►

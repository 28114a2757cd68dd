use std::fmt;

use tokio::sync::mpsc;

use crate::error::WireError;

/// Severity of a caller-visible job log message.
#[derive(Debug, Clone, Copy, PartialEq, Eq, PartialOrd, Ord, Hash)]
pub enum MessageLevel {
    Debug,
    Information,
    Warning,
    Error,
}

impl MessageLevel {
    pub fn to_wire(self) -> u8 {
        match self {
            MessageLevel::Debug => 0,
            MessageLevel::Information => 10,
            MessageLevel::Warning => 20,
            MessageLevel::Error => 30,
        }
    }

    pub fn from_wire(value: u8) -> Result<Self, WireError> {
        match value {
            0 => Ok(MessageLevel::Debug),
            10 => Ok(MessageLevel::Information),
            20 => Ok(MessageLevel::Warning),
            30 => Ok(MessageLevel::Error),
            other => Err(WireError::InvalidLevel(other)),
        }
    }
}

impl fmt::Display for MessageLevel {
    fn fmt(&self, f: &mut fmt::Formatter<'_>) -> fmt::Result {
        match self {
            MessageLevel::Debug => write!(f, "debug"),
            MessageLevel::Information => write!(f, "info"),
            MessageLevel::Warning => write!(f, "warn"),
            MessageLevel::Error => write!(f, "error"),
        }
    }
}

#[derive(Debug, Clone, PartialEq, Eq)]
pub struct LogMessage {
    pub level: MessageLevel,
    pub message: String,
}

/// Side channel a job writes its log to while it executes.
///
/// Clones share the same channel; messages arrive in the order they were
/// logged from a single producer. A logger created with [`JobLogger::discard`]
/// drops everything.
#[derive(Debug, Clone)]
pub struct JobLogger {
    tx: Option<mpsc::UnboundedSender<LogMessage>>,
}

impl JobLogger {
    pub fn channel() -> (Self, mpsc::UnboundedReceiver<LogMessage>) {
        let (tx, rx) = mpsc::unbounded_channel();
        (Self { tx: Some(tx) }, rx)
    }

    pub fn discard() -> Self {
        Self { tx: None }
    }

    pub fn log(&self, level: MessageLevel, message: impl Into<String>) {
        if let Some(tx) = &self.tx {
            // The receiver is gone once the caller stops listening; nothing to do.
            let _ = tx.send(LogMessage {
                level,
                message: message.into(),
            });
        }
    }

    pub fn log_debug(&self, message: impl Into<String>) {
        self.log(MessageLevel::Debug, message);
    }

    pub fn log_information(&self, message: impl Into<String>) {
        self.log(MessageLevel::Information, message);
    }

    pub fn log_warning(&self, message: impl Into<String>) {
        self.log(MessageLevel::Warning, message);
    }

    pub fn log_error(&self, message: impl Into<String>) {
        self.log(MessageLevel::Error, message);
    }
}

◄

Exercise prompt >> Read the data above. Pull out each line in which the string "PartialEq" appears.

Answer box >>
#[derive(Debug, Clone, Copy, PartialEq, Eq, PartialOrd, Ord, Hash)]
#[derive(Debug, Clone, PartialEq, Eq)]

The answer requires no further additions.